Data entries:

________________

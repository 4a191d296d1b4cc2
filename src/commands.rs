use crate::clients::{setup_gateway_client, setup_store};
use crate::config::Config;
use crate::dispatch::DispatchEngine;
use crate::error::Error;
use crate::gateway::{Gateway, GatewayClient};
use crate::models::{Message, MessageStatus};
use crate::sweeper::{health_server, run_sweeper, shutdown_signal};
use std::collections::BTreeMap;
use std::future::Future;
use std::pin::Pin;
use std::sync::Arc;
use std::time::Duration;
use tokio_util::sync::CancellationToken;
use tracing::info;

const TEST_DESTINATION: &str = "123123123";

pub type CommandFuture<'a> = Pin<Box<dyn Future<Output = Result<(), Error>> + 'a>>;
type Handler = for<'a> fn(&'a Context, &'a Invocation) -> CommandFuture<'a>;

/// Everything a command handler may touch, built once at startup.
pub struct Context {
    pub config: Config,
    pub engine: Arc<DispatchEngine<GatewayClient>>,
}

impl Context {
    pub async fn connect(config: Config) -> Result<Self, Error> {
        info!("Connecting to database...");
        let store = setup_store(&config).await?;
        info!("Database connection established.");

        let gateway = setup_gateway_client(&config)?;
        let engine = DispatchEngine::new(store, gateway, config.claim_lease());

        Ok(Self {
            config,
            engine: Arc::new(engine),
        })
    }
}

/// Positional arguments after the command name, plus `--count`.
#[derive(Debug, Clone)]
pub struct Invocation {
    pub args: Vec<String>,
    pub count: i64,
}

pub struct Command {
    pub usage: &'static str,
    pub summary: &'static str,
    handler: Handler,
}

impl Command {
    pub async fn run(&self, ctx: &Context, invocation: &Invocation) -> Result<(), Error> {
        (self.handler)(ctx, invocation).await
    }
}

pub struct Registry {
    commands: BTreeMap<&'static str, Command>,
}

impl Registry {
    pub fn new() -> Self {
        let mut registry = Self {
            commands: BTreeMap::new(),
        };
        registry.register(
            "show_credit",
            "show_credit",
            "obtains and prints remaining credit",
            show_credit,
        );
        registry.register("list_queued", "list_queued", "lists queued messages", list_queued);
        registry.register("list_all", "list_all", "lists all messages", list_all);
        registry.register("process", "process", "processes queued messages", process);
        registry.register(
            "send",
            "send <target> <message>",
            "queues a message to target (message must be double quoted)",
            send,
        );
        registry.register("test_add", "test_add", "queues --count sample messages", test_add);
        registry.register(
            "test",
            "test",
            "recreates the db, queues two samples and processes them *** WARNING",
            smoke_test,
        );
        registry.register(
            "reset_database",
            "reset_database",
            "recreates the db *** WARNING cannot be undone",
            reset_database,
        );
        registry.register("run", "run", "sweeps the queue periodically until stopped", run);
        registry
    }

    fn register(
        &mut self,
        name: &'static str,
        usage: &'static str,
        summary: &'static str,
        handler: Handler,
    ) {
        self.commands.insert(name, Command { usage, summary, handler });
    }

    pub fn get(&self, name: &str) -> Option<&Command> {
        self.commands.get(name)
    }

    pub fn help(&self) -> String {
        let width = self.commands.values().map(|c| c.usage.len()).max().unwrap_or(0);
        let mut help = String::from("Commands:\n");
        for command in self.commands.values() {
            help.push_str(&format!("  {:width$}  {}\n", command.usage, command.summary));
        }
        help
    }
}

impl Default for Registry {
    fn default() -> Self {
        Self::new()
    }
}

fn print_rows(messages: &[Message]) {
    for message in messages {
        println!("* row {}", message);
    }
}

fn show_credit<'a>(ctx: &'a Context, _invocation: &'a Invocation) -> CommandFuture<'a> {
    Box::pin(async move {
        println!("getting credit..");
        let response = ctx.engine.gateway().get_credit().await?;
        println!("{}", response.credit()?);
        Ok(())
    })
}

fn list_queued<'a>(ctx: &'a Context, invocation: &'a Invocation) -> CommandFuture<'a> {
    Box::pin(async move {
        println!("** Listing pending messages..");
        let messages = ctx
            .engine
            .store()
            .fetch_by_status(MessageStatus::Queued, invocation.count)
            .await?;
        print_rows(&messages);
        Ok(())
    })
}

fn list_all<'a>(ctx: &'a Context, invocation: &'a Invocation) -> CommandFuture<'a> {
    Box::pin(async move {
        println!("** Listing all messages..");
        let messages = ctx.engine.store().fetch_all(invocation.count).await?;
        print_rows(&messages);
        Ok(())
    })
}

fn process<'a>(ctx: &'a Context, invocation: &'a Invocation) -> CommandFuture<'a> {
    Box::pin(async move {
        let processed = ctx.engine.process(invocation.count).await?;
        println!("* processed {} messages", processed);
        Ok(())
    })
}

fn send<'a>(ctx: &'a Context, invocation: &'a Invocation) -> CommandFuture<'a> {
    Box::pin(async move {
        let [target, message] = invocation.args.as_slice() else {
            return Err(Error::InvalidMessage(
                "missing <target> <message> arguments".to_string(),
            ));
        };
        let id = ctx.engine.queue(target, message).await?;
        let queued = ctx.engine.store().get(id).await?;
        println!("* queued {}", queued);
        Ok(())
    })
}

fn test_add<'a>(ctx: &'a Context, invocation: &'a Invocation) -> CommandFuture<'a> {
    Box::pin(async move {
        if invocation.count <= 0 {
            return Err(Error::InvalidLimit(invocation.count));
        }
        for counter in 0..invocation.count {
            ctx.engine
                .queue(TEST_DESTINATION, &format!("Hello World{}", counter))
                .await?;
        }
        println!("* queued {} test messages", invocation.count);
        Ok(())
    })
}

/// Starts from an empty table, queues two samples, sends them and lists the result.
fn smoke_test<'a>(ctx: &'a Context, invocation: &'a Invocation) -> CommandFuture<'a> {
    Box::pin(async move {
        let store = ctx.engine.store();
        store.reset().await?;
        for _ in 0..2 {
            ctx.engine.queue(TEST_DESTINATION, "Hello World").await?;
        }

        println!("*** queued rows");
        print_rows(&store.fetch_by_status(MessageStatus::Queued, invocation.count).await?);

        let processed = ctx.engine.process(invocation.count).await?;
        println!("* processed {} messages", processed);

        println!("*** queued");
        print_rows(&store.fetch_by_status(MessageStatus::Queued, invocation.count).await?);

        println!("*** all rows");
        print_rows(&store.fetch_all(invocation.count).await?);
        Ok(())
    })
}

fn reset_database<'a>(ctx: &'a Context, _invocation: &'a Invocation) -> CommandFuture<'a> {
    Box::pin(async move {
        ctx.engine.store().reset().await?;
        println!("** database reset");
        Ok(())
    })
}

fn run<'a>(ctx: &'a Context, _invocation: &'a Invocation) -> CommandFuture<'a> {
    Box::pin(async move {
        let cancel = CancellationToken::new();
        let server = health_server(ctx.config.health_port)?;
        let server_handle = server.handle();

        let sweep = async {
            tokio::join!(
                run_sweeper(
                    Arc::clone(&ctx.engine),
                    Duration::from_millis(ctx.config.sweep_interval_ms),
                    ctx.config.batch_size,
                    cancel.clone(),
                ),
                async {
                    shutdown_signal().await;
                    cancel.cancel();
                },
            );
            server_handle.stop(true).await;
        };

        let (served, ()) = tokio::join!(server, sweep);
        served?;
        Ok(())
    })
}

________________

Exercise instructions: All of the data above should be reproduced verbatim.

Exercise result:
repository 4a191d296d1b4cc2
filename src/commands.rs
use crate::clients::{setup_gateway_client, setup_store};
use crate::config::Config;
use crate::dispatch::DispatchEngine;
use crate::error::Error;
use crate::gateway::{Gateway, GatewayClient};
use crate::models::{Message, MessageStatus};
use crate::sweeper::{health_server, run_sweeper, shutdown_signal};
use std::collections::BTreeMap;
use std::future::Future;
use std::pin::Pin;
use std::sync::Arc;
use std::time::Duration;
use tokio_util::sync::CancellationToken;
use tracing::info;

const TEST_DESTINATION: &str = "123123123";

pub type CommandFuture<'a> = Pin<Box<dyn Future<Output = Result<(), Error>> + 'a>>;
type Handler = for<'a> fn(&'a Context, &'a Invocation) -> CommandFuture<'a>;

/// Everything a command handler may touch, built once at startup.
pub struct Context {
    pub config: Config,
    pub engine: Arc<DispatchEngine<GatewayClient>>,
}

impl Context {
    pub async fn connect(config: Config) -> Result<Self, Error> {
        info!("Connecting to database...");
        let store = setup_store(&config).await?;
        info!("Database connection established.");

        let gateway = setup_gateway_client(&config)?;
        let engine = DispatchEngine::new(store, gateway, config.claim_lease());

        Ok(Self {
            config,
            engine: Arc::new(engine),
        })
    }
}

/// Positional arguments after the command name, plus `--count`.
#[derive(Debug, Clone)]
pub struct Invocation {
    pub args: Vec<String>,
    pub count: i64,
}

pub struct Command {
    pub usage: &'static str,
    pub summary: &'static str,
    handler: Handler,
}

impl Command {
    pub async fn run(&self, ctx: &Context, invocation: &Invocation) -> Result<(), Error> {
        (self.handler)(ctx, invocation).await
    }
}

pub struct Registry {
    commands: BTreeMap<&'static str, Command>,
}

impl Registry {
    pub fn new() -> Self {
        let mut registry = Self {
            commands: BTreeMap::new(),
        };
        registry.register(
            "show_credit",
            "show_credit",
            "obtains and prints remaining credit",
            show_credit,
        );
        registry.register("list_queued", "list_queued", "lists queued messages", list_queued);
        registry.register("list_all", "list_all", "lists all messages", list_all);
        registry.register("process", "process", "processes queued messages", process);
        registry.register(
            "send",
            "send <target> <message>",
            "queues a message to target (message must be double quoted)",
            send,
        );
        registry.register("test_add", "test_add", "queues --count sample messages", test_add);
        registry.register(
            "test",
            "test",
            "recreates the db, queues two samples and processes them *** WARNING",
            smoke_test,
        );
        registry.register(
            "reset_database",
            "reset_database",
            "recreates the db *** WARNING cannot be undone",
            reset_database,
        );
        registry.register("run", "run", "sweeps the queue periodically until stopped", run);
        registry
    }

    fn register(
        &mut self,
        name: &'static str,
        usage: &'static str,
        summary: &'static str,
        handler: Handler,
    ) {
        self.commands.insert(name, Command { usage, summary, handler });
    }

    pub fn get(&self, name: &str) -> Option<&Command> {
        self.commands.get(name)
    }

    pub fn help(&self) -> String {
        let width = self.commands.values().map(|c| c.usage.len()).max().unwrap_or(0);
        let mut help = String::from("Commands:\n");
        for command in self.commands.values() {
            help.push_str(&format!("  {:width$}  {}\n", command.usage, command.summary));
        }
        help
    }
}

impl Default for Registry {
    fn default() -> Self {
        Self::new()
    }
}

fn print_rows(messages: &[Message]) {
    for message in messages {
        println!("* row {}", message);
    }
}

fn show_credit<'a>(ctx: &'a Context, _invocation: &'a Invocation) -> CommandFuture<'a> {
    Box::pin(async move {
        println!("getting credit..");
        let response = ctx.engine.gateway().get_credit().await?;
        println!("{}", response.credit()?);
        Ok(())
    })
}

fn list_queued<'a>(ctx: &'a Context, invocation: &'a Invocation) -> CommandFuture<'a> {
    Box::pin(async move {
        println!("** Listing pending messages..");
        let messages = ctx
            .engine
            .store()
            .fetch_by_status(MessageStatus::Queued, invocation.count)
            .await?;
        print_rows(&messages);
        Ok(())
    })
}

fn list_all<'a>(ctx: &'a Context, invocation: &'a Invocation) -> CommandFuture<'a> {
    Box::pin(async move {
        println!("** Listing all messages..");
        let messages = ctx.engine.store().fetch_all(invocation.count).await?;
        print_rows(&messages);
        Ok(())
    })
}

fn process<'a>(ctx: &'a Context, invocation: &'a Invocation) -> CommandFuture<'a> {
    Box::pin(async move {
        let processed = ctx.engine.process(invocation.count).await?;
        println!("* processed {} messages", processed);
        Ok(())
    })
}

fn send<'a>(ctx: &'a Context, invocation: &'a Invocation) -> CommandFuture<'a> {
    Box::pin(async move {
        let [target, message] = invocation.args.as_slice() else {
            return Err(Error::InvalidMessage(
                "missing <target> <message> arguments".to_string(),
            ));
        };
        let id = ctx.engine.queue(target, message).await?;
        let queued = ctx.engine.store().get(id).await?;
        println!("* queued {}", queued);
        Ok(())
    })
}

fn test_add<'a>(ctx: &'a Context, invocation: &'a Invocation) -> CommandFuture<'a> {
    Box::pin(async move {
        if invocation.count <= 0 {
            return Err(Error::InvalidLimit(invocation.count));
        }
        for counter in 0..invocation.count {
            ctx.engine
                .queue(TEST_DESTINATION, &format!("Hello World{}", counter))
                .await?;
        }
        println!("* queued {} test messages", invocation.count);
        Ok(())
    })
}

/// Starts from an empty table, queues two samples, sends them and lists the result.
fn smoke_test<'a>(ctx: &'a Context, invocation: &'a Invocation) -> CommandFuture<'a> {
    Box::pin(async move {
        let store = ctx.engine.store();
        store.reset().await?;
        for _ in 0..2 {
            ctx.engine.queue(TEST_DESTINATION, "Hello World").await?;
        }

        println!("*** queued rows");
        print_rows(&store.fetch_by_status(MessageStatus::Queued, invocation.count).await?);

        let processed = ctx.engine.process(invocation.count).await?;
        println!("* processed {} messages", processed);

        println!("*** queued");
        print_rows(&store.fetch_by_status(MessageStatus::Queued, invocation.count).await?);

        println!("*** all rows");
        print_rows(&store.fetch_all(invocation.count).await?);
        Ok(())
    })
}

fn reset_database<'a>(ctx: &'a Context, _invocation: &'a Invocation) -> CommandFuture<'a> {
    Box::pin(async move {
        ctx.engine.store().reset().await?;
        println!("** database reset");
        Ok(())
    })
}

fn run<'a>(ctx: &'a Context, _invocation: &'a Invocation) -> CommandFuture<'a> {
    Box::pin(async move {
        let cancel = CancellationToken::new();
        let server = health_server(ctx.config.health_port)?;
        let server_handle = server.handle();

        let sweep = async {
            tokio::join!(
                run_sweeper(
                    Arc::clone(&ctx.engine),
                    Duration::from_millis(ctx.config.sweep_interval_ms),
                    ctx.config.batch_size,
                    cancel.clone(),
                ),
                async {
                    shutdown_signal().await;
                    cancel.cancel();
                },
            );
            server_handle.stop(true).await;
        };

        let (served, ()) = tokio::join!(server, sweep);
        served?;
        Ok(())
    })
}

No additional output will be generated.